Fabry's disease (FD) is a rare X-linked recessive genetic disorder that leads to premature mortality as a result of renal, cardiovascular, or cerebrovascular complications. FD is caused by a deficiency of α-galactosidase A (alpha-Gal A), due to mutations in the GLA gene. There is an inability to catabolize lipids which results in cellular accumulation of its most abundant substrate, globotriaosylceramide (Gb3), and other neutral glycosphingolipids in vascular endothelium and other tissues throughout the body. This progressive glycosphingolipid accumulation leads to life-threatening clinical sequelae in renal, cardiac, and cerebrovascular systems. In males who carry the mutation (1/40,000), severe multisystem disease develops in childhood or adolescence. Hemizygous male patients have no detectable alpha-Gal activity in tests on plasma and leukocytes confirming the diagnosis. Stroke, seizures, cardiac disorders (conduction disturbances, valve disease, heart failure), and kidney disorders (proteinuria and chronic renal failure) develop in the third or fourth decade of life. Heterozygous FD is less well studied. Women who are heterozygous for the GLA gene can transmit the disease to their sons but may be free of symptoms. They may have moderate or severe disease related to uneven chromosome X inactivation with development of symptoms usually about 15 to 20 years later than males. Due to random X-chromosomal inactivation, enzymatic detection in carriers is often inconclusive with most affected females having normal levels of alpha-Gal A. Late-onset variants with predominant neurological, cardiac, or renal manifestations have been described.
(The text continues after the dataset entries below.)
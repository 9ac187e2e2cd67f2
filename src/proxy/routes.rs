// proxy/routes.rs - static route table for every proxied resource
//
// Inbound patterns use axum `:param` segments; upstream templates reuse the
// same parameter names.

use super::{ProxyRoute, RouteMethod};

pub static ROUTES: &[ProxyRoute] = &[
    // Authentication
    ProxyRoute::new("auth.login", RouteMethod::Post, "/api/auth/login", "/auth/login", "Login failed")
        .public()
        .issues_session(),
    ProxyRoute::new("auth.admin_login", RouteMethod::Post, "/api/auth/admin/login", "/auth/admin/login", "Admin login failed")
        .public()
        .issues_session(),
    ProxyRoute::new("auth.register", RouteMethod::Post, "/api/auth/register", "/auth/register", "Registration failed")
        .public()
        .preserve_status(),
    ProxyRoute::new("auth.verify_email", RouteMethod::Post, "/api/auth/verify-email", "/auth/verify-email", "Email verification failed")
        .public(),
    ProxyRoute::new("auth.resend_verification", RouteMethod::Post, "/api/auth/resend-verification", "/auth/resend-verification", "Failed to resend verification email")
        .public(),
    ProxyRoute::new("auth.forgot_password", RouteMethod::Post, "/api/auth/forgot-password", "/auth/forgot-password", "Failed to send reset email")
        .public(),
    ProxyRoute::new("auth.reset_password", RouteMethod::Post, "/api/auth/reset-password", "/auth/reset-password", "Failed to reset password")
        .public(),
    ProxyRoute::new("auth.change_password", RouteMethod::Put, "/api/auth/change-password", "/auth/change-password", "Failed to change password"),
    ProxyRoute::new("auth.session", RouteMethod::Get, "/api/auth/session", "/auth/me", "Failed to fetch session"),
    // Onboarding and profile
    ProxyRoute::new("onboarding.submit", RouteMethod::Post, "/api/onboarding", "/users/onboarding", "Failed to save onboarding"),
    ProxyRoute::new("profile.get", RouteMethod::Get, "/api/profile", "/users/profile", "Failed to fetch profile"),
    ProxyRoute::new("profile.update", RouteMethod::Put, "/api/profile", "/users/profile", "Failed to update profile"),
    // Courses
    ProxyRoute::new("courses.list", RouteMethod::Get, "/api/courses", "/courses", "Failed to fetch courses").public(),
    ProxyRoute::new("courses.create", RouteMethod::Post, "/api/courses", "/courses", "Failed to create course").preserve_status(),
    ProxyRoute::new("courses.get", RouteMethod::Get, "/api/courses/:id", "/courses/:id", "Failed to fetch course").public(),
    ProxyRoute::new("courses.update", RouteMethod::Put, "/api/courses/:id", "/courses/:id", "Failed to update course"),
    ProxyRoute::new("courses.delete", RouteMethod::Delete, "/api/courses/:id", "/courses/:id", "Failed to delete course"),
    ProxyRoute::new("courses.recommend", RouteMethod::Get, "/api/recommend", "/courses/recommended", "Failed to fetch recommendations").public(),
    // Lessons
    ProxyRoute::new("lessons.list", RouteMethod::Get, "/api/courses/:id/lessons", "/courses/:id/lessons", "Failed to fetch lessons"),
    ProxyRoute::new("lessons.create", RouteMethod::Post, "/api/courses/:id/lessons", "/courses/:id/lessons", "Failed to create lesson").preserve_status(),
    ProxyRoute::new("lessons.get", RouteMethod::Get, "/api/lessons/:id", "/lessons/:id", "Failed to fetch lesson"),
    ProxyRoute::new("lessons.update", RouteMethod::Put, "/api/lessons/:id", "/lessons/:id", "Failed to update lesson"),
    ProxyRoute::new("lessons.delete", RouteMethod::Delete, "/api/lessons/:id", "/lessons/:id", "Failed to delete lesson"),
    // Enrollments
    ProxyRoute::new("enrollments.list", RouteMethod::Get, "/api/enrollments", "/enrollments", "Failed to fetch enrollments"),
    ProxyRoute::new("enrollments.create", RouteMethod::Post, "/api/enrollments", "/enrollments", "Failed to create enrollment").preserve_status(),
    ProxyRoute::new("enrollments.get", RouteMethod::Get, "/api/enrollments/:id", "/enrollments/:id", "Failed to fetch enrollment"),
    ProxyRoute::new("enrollments.update", RouteMethod::Put, "/api/enrollments/:id", "/enrollments/:id", "Failed to update enrollment"),
    ProxyRoute::new("enrollments.delete", RouteMethod::Delete, "/api/enrollments/:id", "/enrollments/:id", "Failed to delete enrollment"),
    // Cart, checkout and payments
    ProxyRoute::new("cart.get", RouteMethod::Get, "/api/cart", "/cart", "Failed to fetch cart"),
    ProxyRoute::new("cart.add", RouteMethod::Post, "/api/cart", "/cart", "Failed to add to cart").preserve_status(),
    ProxyRoute::new("cart.clear", RouteMethod::Delete, "/api/cart", "/cart", "Failed to clear cart"),
    ProxyRoute::new("cart.remove", RouteMethod::Delete, "/api/cart/:id", "/cart/:id", "Failed to remove from cart"),
    ProxyRoute::new("checkout.create", RouteMethod::Post, "/api/checkout", "/checkout", "Checkout failed").preserve_status(),
    ProxyRoute::new("payments.history", RouteMethod::Get, "/api/payments/history", "/payments/history", "Failed to fetch payment history"),
    // Reviews
    ProxyRoute::new("reviews.list", RouteMethod::Get, "/api/courses/:id/reviews", "/courses/:id/reviews", "Failed to fetch reviews").public(),
    ProxyRoute::new("reviews.create", RouteMethod::Post, "/api/courses/:id/reviews", "/courses/:id/reviews", "Failed to create review").preserve_status(),
    ProxyRoute::new("reviews.update", RouteMethod::Put, "/api/reviews/:id", "/reviews/:id", "Failed to update review"),
    ProxyRoute::new("reviews.delete", RouteMethod::Delete, "/api/reviews/:id", "/reviews/:id", "Failed to delete review"),
    // Contributors
    ProxyRoute::new("contributors.list", RouteMethod::Get, "/api/contributors", "/contributors", "Failed to fetch contributors").public(),
    ProxyRoute::new("contributors.create", RouteMethod::Post, "/api/contributors", "/contributors", "Failed to create contributor").preserve_status(),
    ProxyRoute::new("contributors.get", RouteMethod::Get, "/api/contributors/:id", "/contributors/:id", "Failed to fetch contributor").public(),
    ProxyRoute::new("contributors.update", RouteMethod::Put, "/api/contributors/:id", "/contributors/:id", "Failed to update contributor"),
    ProxyRoute::new("contributors.delete", RouteMethod::Delete, "/api/contributors/:id", "/contributors/:id", "Failed to delete contributor"),
    // Admin dashboard
    ProxyRoute::new("admin.analytics", RouteMethod::Get, "/api/admin/analytics", "/admin/analytics", "Failed to fetch analytics"),
    ProxyRoute::new("admin.users", RouteMethod::Get, "/api/admin/users", "/admin/users", "Failed to fetch users"),
    ProxyRoute::new("admin.courses", RouteMethod::Get, "/api/admin/courses", "/admin/courses", "Failed to fetch courses"),
];

/// Look up a route by its table name
pub fn find(name: &str) -> Option<&'static ProxyRoute> {
    ROUTES.iter().find(|route| route.name == name)
}
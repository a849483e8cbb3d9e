pub mod config;
pub mod error;
pub mod paths;
pub mod size;

pub use config::SfConfig;
pub use error::{SfError, SfResult};
pub use paths::{derive_output_path, validate_input, Direction, ENCRYPTED_EXTENSION};
pub use size::format_size;
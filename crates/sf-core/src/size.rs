//! Human-readable byte sizes for result messages

const UNITS: [&str; 7] = ["B", "kB", "MB", "GB", "TB", "PB", "EB"];

/// Format `bytes` with base-1024 units: whole numbers for B and kB, two
/// decimals from MB upward.
pub fn format_size(bytes: u64) -> String {
    let mut size = bytes as f64;
    let mut unit = 0;

    while size >= 1024.0 && unit < UNITS.len() - 1 {
        size /= 1024.0;
        unit += 1;
    }

    if unit > 1 {
        format!("{size:.2} {}", UNITS[unit])
    } else {
        format!("{size:.0} {}", UNITS[unit])
    }
}
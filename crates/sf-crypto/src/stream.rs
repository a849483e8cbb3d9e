//! Chunked body encryption/decryption
//!
//! The body is a sequence of sealed chunks, each `ciphertext || tag`. Every
//! plaintext chunk is [`CHUNK_SIZE`] bytes except the last, which may be
//! shorter. End of stream is physical EOF; there is no trailer.
//!
//! Chunk `i` is sealed under the DEK with the nonce produced by
//! [`NonceSequence`]: the header's base nonce for `i == 0`, and the base nonce
//! with `i` written little-endian into bytes `4..12` for `i >= 1`.

use std::io::{self, Read, Write};

use tracing::debug;

use crate::aead::AeadCipher;
use crate::error::{CryptoError, CryptoResult};
use crate::keys::DataKey;
use crate::{NONCE_SIZE, TAG_SIZE};

/// Plaintext bytes per chunk.
pub const CHUNK_SIZE: usize = 4096;

/// Largest sealed chunk on disk.
pub const SEALED_CHUNK_SIZE: usize = CHUNK_SIZE + TAG_SIZE;

/// Bytes of the nonce overwritten by the chunk counter.
const COUNTER_OFFSET: usize = NONCE_SIZE - 8;

/// Per-operation nonce state: the base nonce and a 64-bit chunk counter.
///
/// Owned by exactly one encrypt or decrypt call; never shared.
#[derive(Debug, Clone)]
pub struct NonceSequence {
    nonce: [u8; NONCE_SIZE],
    counter: u64,
}

impl NonceSequence {
    pub fn new(base: [u8; NONCE_SIZE]) -> Self {
        Self {
            nonce: base,
            counter: 0,
        }
    }

    /// Nonce for the current chunk.
    pub fn current(&self) -> &[u8; NONCE_SIZE] {
        &self.nonce
    }

    /// Index of the current chunk.
    pub fn counter(&self) -> u64 {
        self.counter
    }

    /// Move to the next chunk. Fails instead of wrapping the counter.
    pub fn advance(&mut self) -> CryptoResult<()> {
        self.counter = self
            .counter
            .checked_add(1)
            .ok_or(CryptoError::NonceExhausted(self.counter))?;
        self.nonce[COUNTER_OFFSET..].copy_from_slice(&self.counter.to_le_bytes());
        Ok(())
    }
}

/// Seal `reader` chunk by chunk into `writer`.
///
/// Returns the number of plaintext bytes processed.
pub fn encrypt_body<R: Read, W: Write>(
    dek: &DataKey,
    base_nonce: [u8; NONCE_SIZE],
    reader: &mut R,
    writer: &mut W,
) -> CryptoResult<u64> {
    let cipher = AeadCipher::new(dek.as_bytes());
    let mut nonces = NonceSequence::new(base_nonce);
    let mut chunk = vec![0u8; CHUNK_SIZE];
    let mut total: u64 = 0;

    loop {
        let n = read_full(reader, &mut chunk)?;
        if n == 0 {
            break;
        }

        let sealed = cipher.seal(nonces.current(), b"", &chunk[..n])?;
        writer.write_all(&sealed)?;

        total += n as u64;
        nonces.advance()?;
    }

    writer.flush()?;
    debug!(chunks = nonces.counter(), bytes = total, "body sealed");
    Ok(total)
}

/// Open sealed chunks from `reader` into `writer`.
///
/// The first chunk that fails authentication aborts the stream; nothing
/// from that chunk or any later one is written. Returns the number of
/// plaintext bytes written.
pub fn decrypt_body<R: Read, W: Write>(
    dek: &DataKey,
    base_nonce: [u8; NONCE_SIZE],
    reader: &mut R,
    writer: &mut W,
) -> CryptoResult<u64> {
    let cipher = AeadCipher::new(dek.as_bytes());
    let mut nonces = NonceSequence::new(base_nonce);
    let mut chunk = vec![0u8; SEALED_CHUNK_SIZE];
    let mut total: u64 = 0;

    loop {
        let n = read_full(reader, &mut chunk)?;
        if n == 0 {
            break;
        }

        let plaintext = cipher.open(nonces.current(), b"", &chunk[..n]).map_err(|e| {
            debug!(chunk = nonces.counter(), "chunk failed authentication");
            e
        })?;
        writer.write_all(&plaintext)?;

        total += plaintext.len() as u64;
        nonces.advance()?;
    }

    writer.flush()?;
    debug!(chunks = nonces.counter(), bytes = total, "body opened");
    Ok(total)
}

/// Read until `buf` is full or EOF. Short reads from the underlying reader
/// never split a chunk.
fn read_full<R: Read>(reader: &mut R, buf: &mut [u8]) -> io::Result<usize> {
    let mut filled = 0;
    while filled < buf.len() {
        match reader.read(&mut buf[filled..]) {
            Ok(0) => break,
            Ok(n) => filled += n,
            Err(e) if e.kind() == io::ErrorKind::Interrupted => continue,
            Err(e) => return Err(e),
        }
    }
    Ok(filled)
}

#[cfg(test)]
mod tests {
    use super::*;
    use crate::keys::generate_data_key;
    use proptest::prelude::*;
    use std::io::Cursor;

    const BASE: [u8; NONCE_SIZE] = [0xA0, 0xA1, 0xA2, 0xA3, 0xB0, 0xB1, 0xB2, 0xB3, 0xB4, 0xB5, 0xB6, 0xB7];

    /// Reader that returns at most `step` bytes per call.
    struct Trickle<'a> {
        data: &'a [u8],
        step: usize,
    }

    impl Read for Trickle<'_> {
        fn read(&mut self, buf: &mut [u8]) -> io::Result<usize> {
            let n = self.step.min(buf.len()).min(self.data.len());
            buf[..n].copy_from_slice(&self.data[..n]);
            self.data = &self.data[n..];
            Ok(n)
        }
    }

    fn seal(dek: &DataKey, plaintext: &[u8]) -> Vec<u8> {
        let mut out = Vec::new();
        let n = encrypt_body(dek, BASE, &mut Cursor::new(plaintext), &mut out).unwrap();
        assert_eq!(n, plaintext.len() as u64);
        out
    }

    fn open(dek: &DataKey, sealed: &[u8]) -> CryptoResult<Vec<u8>> {
        let mut out = Vec::new();
        decrypt_body(dek, BASE, &mut Cursor::new(sealed), &mut out)?;
        Ok(out)
    }

    #[test]
    fn test_first_nonce_is_base() {
        let seq = NonceSequence::new(BASE);
        assert_eq!(seq.current(), &BASE);
        assert_eq!(seq.counter(), 0);
    }

    #[test]
    fn test_counter_written_little_endian_into_low_bytes() {
        let mut seq = NonceSequence::new(BASE);
        seq.advance().unwrap();
        assert_eq!(seq.current()[..4], BASE[..4], "prefix must not change");
        assert_eq!(seq.current()[4..], 1u64.to_le_bytes());

        for _ in 0..0x1FF {
            seq.advance().unwrap();
        }
        assert_eq!(seq.counter(), 0x200);
        assert_eq!(seq.current()[4..], [0x00, 0x02, 0, 0, 0, 0, 0, 0]);
        assert_eq!(seq.current()[..4], BASE[..4]);
    }

    #[test]
    fn test_counter_never_wraps() {
        let mut seq = NonceSequence {
            nonce: BASE,
            counter: u64::MAX,
        };
        assert!(matches!(seq.advance(), Err(CryptoError::NonceExhausted(u64::MAX))));
    }

    #[test]
    fn test_empty_body_writes_nothing() {
        let dek = generate_data_key().unwrap();
        let sealed = seal(&dek, b"");
        assert!(sealed.is_empty());
        assert!(open(&dek, &sealed).unwrap().is_empty());
    }

    #[test]
    fn test_chunk_boundaries() {
        let dek = generate_data_key().unwrap();
        for len in [1, CHUNK_SIZE - 1, CHUNK_SIZE, CHUNK_SIZE + 1, 3 * CHUNK_SIZE, 3 * CHUNK_SIZE + 17] {
            let data: Vec<u8> = (0..len).map(|i| (i * 31) as u8).collect();
            let sealed = seal(&dek, &data);

            let chunks = len.div_ceil(CHUNK_SIZE);
            assert_eq!(sealed.len(), len + chunks * TAG_SIZE, "len {len}");
            assert_eq!(open(&dek, &sealed).unwrap(), data, "len {len}");
        }
    }

    #[test]
    fn test_chunks_use_distinct_nonces() {
        let dek = generate_data_key().unwrap();
        let data = vec![0u8; 2 * CHUNK_SIZE];
        let sealed = seal(&dek, &data);

        let (first, second) = sealed.split_at(SEALED_CHUNK_SIZE);
        assert_ne!(first, second, "identical plaintext chunks must not seal identically");
    }

    #[test]
    fn test_short_reads_do_not_split_chunks() {
        let dek = generate_data_key().unwrap();
        let data: Vec<u8> = (0..(2 * CHUNK_SIZE + 5)).map(|i| i as u8).collect();

        let mut sealed = Vec::new();
        encrypt_body(&dek, BASE, &mut Trickle { data: &data, step: 7 }, &mut sealed).unwrap();
        assert_eq!(sealed, seal(&dek, &data), "output must not depend on read sizes");

        let mut out = Vec::new();
        decrypt_body(&dek, BASE, &mut Trickle { data: &sealed, step: 13 }, &mut out).unwrap();
        assert_eq!(out, data);
    }

    #[test]
    fn test_reordered_chunks_rejected() {
        let dek = generate_data_key().unwrap();
        let data = vec![7u8; 2 * CHUNK_SIZE];
        let sealed = seal(&dek, &data);

        let mut swapped = sealed[SEALED_CHUNK_SIZE..].to_vec();
        swapped.extend_from_slice(&sealed[..SEALED_CHUNK_SIZE]);
        assert!(open(&dek, &swapped).unwrap_err().is_authentication());
    }

    #[test]
    fn test_truncated_tail_rejected() {
        let dek = generate_data_key().unwrap();
        let sealed = seal(&dek, &[1u8; 100]);
        assert!(open(&dek, &sealed[..sealed.len() - 1]).unwrap_err().is_authentication());
    }

    #[test]
    fn test_tamper_stops_before_later_chunks() {
        let dek = generate_data_key().unwrap();
        let data: Vec<u8> = (0..(3 * CHUNK_SIZE)).map(|i| (i % 251) as u8).collect();
        let mut sealed = seal(&dek, &data);

        // Corrupt the second chunk.
        sealed[SEALED_CHUNK_SIZE + 10] ^= 0x01;

        let mut out = Vec::new();
        let err = decrypt_body(&dek, BASE, &mut Cursor::new(&sealed), &mut out).unwrap_err();
        assert!(err.is_authentication());
        assert_eq!(out, data[..CHUNK_SIZE], "only the chunk before the corruption is emitted");
    }

    #[test]
    fn test_wrong_key_fails_first_chunk() {
        let dek = generate_data_key().unwrap();
        let other = generate_data_key().unwrap();
        let sealed = seal(&dek, b"hello");

        let mut out = Vec::new();
        let err = decrypt_body(&other, BASE, &mut Cursor::new(&sealed), &mut out).unwrap_err();
        assert!(err.is_authentication());
        assert!(out.is_empty());
    }

    proptest! {
        #![proptest_config(ProptestConfig::with_cases(32))]

        #[test]
        fn body_roundtrip(data in proptest::collection::vec(any::<u8>(), 0..=(3 * CHUNK_SIZE + 100))) {
            let dek = DataKey::from_bytes([0x11; crate::KEY_SIZE]);
            let sealed = seal(&dek, &data);
            prop_assert_eq!(open(&dek, &sealed).unwrap(), data);
        }

        #[test]
        fn single_bit_flip_detected(
            len in 1usize..=(2 * CHUNK_SIZE + 10),
            pos in any::<prop::sample::Index>(),
            bit in 0u8..8,
        ) {
            let dek = DataKey::from_bytes([0x22; crate::KEY_SIZE]);
            let data = vec![0x5Au8; len];
            let mut sealed = seal(&dek, &data);
            let i = pos.index(sealed.len());
            sealed[i] ^= 1 << bit;
            prop_assert!(open(&dek, &sealed).unwrap_err().is_authentication());
        }
    }
}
Until recently, FD management was symptomatic, but this has changed dramatically with the availability of enzyme replacement therapy (ERT) since 2001. They have been reported to improve clinical symptoms and quality of life. However, limited and controversial data on their efficacy in cardiac involvement have been published with reports of cardiac damage already present in older patients with FD despite use of ERT. There has been a growing awareness that the first signs and symptoms of FD may develop in childhood. Interest is now focused on whether ERT can slow or prevent the onset of these disease manifestations with earlier diagnosis and treatment. This review highlights the cardiac damage in FD and results of ERT use on cardiac disease and function.